=== Task goal ===
The answer must consist of every line below containing "async".

=== Data excerpts ===
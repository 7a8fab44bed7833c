//! Unit tests for request shaping and stream decoding.

#![cfg(test)]

use std::sync::Arc;

use futures_util::stream;
use serde_json::json;

use crate::{
    Message, ModelRequest, ParameterKind, ProviderError, ProviderFuture, ProviderId, Role,
    StopReason, ToolCall, ToolDefinition, ToolResult,
};

use super::provider::OpenAiCompatProvider;
use super::transport::{ChatCompletionsTransport, CompatChunkStream};
use super::types::{CompatAuth, CompatChunk, CompatReply, CompatRequest, FinishReason};
use super::wire::{SseLine, SseLineBuffer, StreamAccumulator, build_wire_request, parse_finish_reason};

#[derive(Debug)]
struct UnusedTransport;

impl ChatCompletionsTransport for UnusedTransport {
    fn complete<'a>(
        &'a self,
        _request: CompatRequest,
        _auth: CompatAuth,
    ) -> ProviderFuture<'a, Result<CompatReply, ProviderError>> {
        Box::pin(async { Err(ProviderError::other("not used")) })
    }

    fn stream<'a>(
        &'a self,
        _request: CompatRequest,
        _auth: CompatAuth,
    ) -> ProviderFuture<'a, Result<CompatChunkStream<'a>, ProviderError>> {
        Box::pin(async {
            let output = stream::iter(vec![Err(ProviderError::other("not used"))]);
            Ok(Box::pin(output) as CompatChunkStream<'a>)
        })
    }
}

fn provider() -> OpenAiCompatProvider {
    OpenAiCompatProvider::new(
        ProviderId::Ollama,
        Arc::new(UnusedTransport),
        CompatAuth::None,
        "llama3.2",
    )
}

#[test]
fn tool_exchange_is_threaded_after_history() {
    let call = ToolCall {
        id: "call_1".to_string(),
        name: "check_stock".to_string(),
        arguments: "{\"product_name\":\"laptop\"}".to_string(),
    };
    let request = ModelRequest::new("", vec![Message::user("is the laptop in stock?")])
        .with_tool_exchange(
            call,
            ToolResult {
                tool_call_id: "call_1".to_string(),
                output: "laptop: 43 units In Stock".to_string(),
            },
        );

    let built = provider().build_request(request, false);
    assert_eq!(built.model, "llama3.2");
    assert_eq!(built.messages.len(), 3);
    assert_eq!(built.messages[1].role, Role::Assistant);
    assert_eq!(built.messages[1].tool_calls.len(), 1);
    assert_eq!(built.messages[2].role, Role::Tool);
    assert_eq!(built.messages[2].tool_call_id.as_deref(), Some("call_1"));
}

#[test]
fn wire_request_renders_function_tools_and_null_content() {
    let request = ModelRequest::new("llama3.2", vec![Message::user("")])
        .with_tools(vec![
            ToolDefinition::new("get_product", "Look up a product")
                .param("product_no", ParameterKind::Integer, "Product number"),
        ])
        .with_tool_exchange(
            ToolCall {
                id: "call_9".to_string(),
                name: "get_product".to_string(),
                arguments: "{\"product_no\":1001}".to_string(),
            },
            ToolResult {
                tool_call_id: "call_9".to_string(),
                output: "Product Number: 1001".to_string(),
            },
        );

    let wire = build_wire_request(provider().build_request(request, true)).expect("wire request");
    let value = serde_json::to_value(&wire).expect("serializable");

    assert_eq!(value["stream"], true);
    assert_eq!(value["messages"][0], json!({"role": "user", "content": ""}));
    assert_eq!(value["messages"][1]["content"], serde_json::Value::Null);
    assert_eq!(value["messages"][1]["tool_calls"][0]["type"], "function");
    assert_eq!(value["tools"][0]["function"]["name"], "get_product");
    assert_eq!(
        value["tools"][0]["function"]["parameters"]["required"],
        json!(["product_no"])
    );
}

#[test]
fn parse_finish_reason_maps_expected_values() {
    assert_eq!(parse_finish_reason(Some("stop")), FinishReason::Stop);
    assert_eq!(parse_finish_reason(Some("length")), FinishReason::Length);
    assert_eq!(parse_finish_reason(Some("tool_calls")), FinishReason::ToolCalls);
    assert_eq!(parse_finish_reason(Some("unknown")), FinishReason::Other);
    assert_eq!(parse_finish_reason(None), FinishReason::Other);
}

#[test]
fn sse_buffer_waits_for_complete_lines() {
    let mut buffer = SseLineBuffer::default();
    assert!(buffer.push(b"data: {\"a\"").is_empty());
    assert_eq!(
        buffer.push(b":1}\n\n: keep-alive\ndata: [DONE]\n"),
        vec![SseLine::Data("{\"a\":1}".to_string()), SseLine::Done]
    );
}

#[test]
fn sse_buffer_reassembles_split_utf8() {
    let line = "data: {\"content\":\"caf\u{e9}\"}\n".as_bytes();
    let split = line.len() - 4;
    let mut buffer = SseLineBuffer::default();

    assert!(buffer.push(&line[..split]).is_empty());
    assert_eq!(
        buffer.push(&line[split..]),
        vec![SseLine::Data("{\"content\":\"caf\u{e9}\"}".to_string())]
    );
}

#[test]
fn accumulator_assembles_text_and_tool_calls() {
    let mut accumulator = StreamAccumulator::new("requested");

    let first = accumulator
        .apply(r#"{"model":"llama3.2","choices":[{"delta":{"content":"Hello"}}]}"#)
        .expect("valid payload");
    assert_eq!(first, vec![CompatChunk::Text("Hello".to_string())]);

    accumulator
        .apply(r#"{"choices":[{"delta":{"tool_calls":[{"index":0,"id":"call_1","function":{"name":"search_tag","arguments":"{\"search"}}]}}]}"#)
        .expect("valid payload");
    accumulator
        .apply(r#"{"choices":[{"delta":{"tool_calls":[{"index":0,"function":{"arguments":"_tag\":\"gaming\"}"}}]},"finish_reason":"tool_calls"}]}"#)
        .expect("valid payload");

    let reply = accumulator.finish();
    assert_eq!(reply.model, "llama3.2");
    assert_eq!(reply.content, "Hello");
    assert_eq!(reply.finish_reason, FinishReason::ToolCalls);
    assert_eq!(reply.tool_calls[0].arguments, "{\"search_tag\":\"gaming\"}");

    let response = reply.into_model_response(ProviderId::Ollama);
    assert_eq!(response.stop_reason, StopReason::ToolUse);
    assert_eq!(response.tool_calls().len(), 1);
}

#[test]
fn accumulator_rejects_malformed_payload_without_losing_state() {
    let mut accumulator = StreamAccumulator::new("llama3.2");
    accumulator
        .apply(r#"{"choices":[{"delta":{"content":"a"}}]}"#)
        .expect("valid payload");

    assert!(accumulator.apply("{not json").is_err());

    accumulator
        .apply(r#"{"choices":[{"delta":{"content":"b"}}]}"#)
        .expect("valid payload");
    assert_eq!(accumulator.finish().content, "ab");
}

=== Exercise answer ===
        Box::pin(async { Err(ProviderError::other("not used")) })
        Box::pin(async {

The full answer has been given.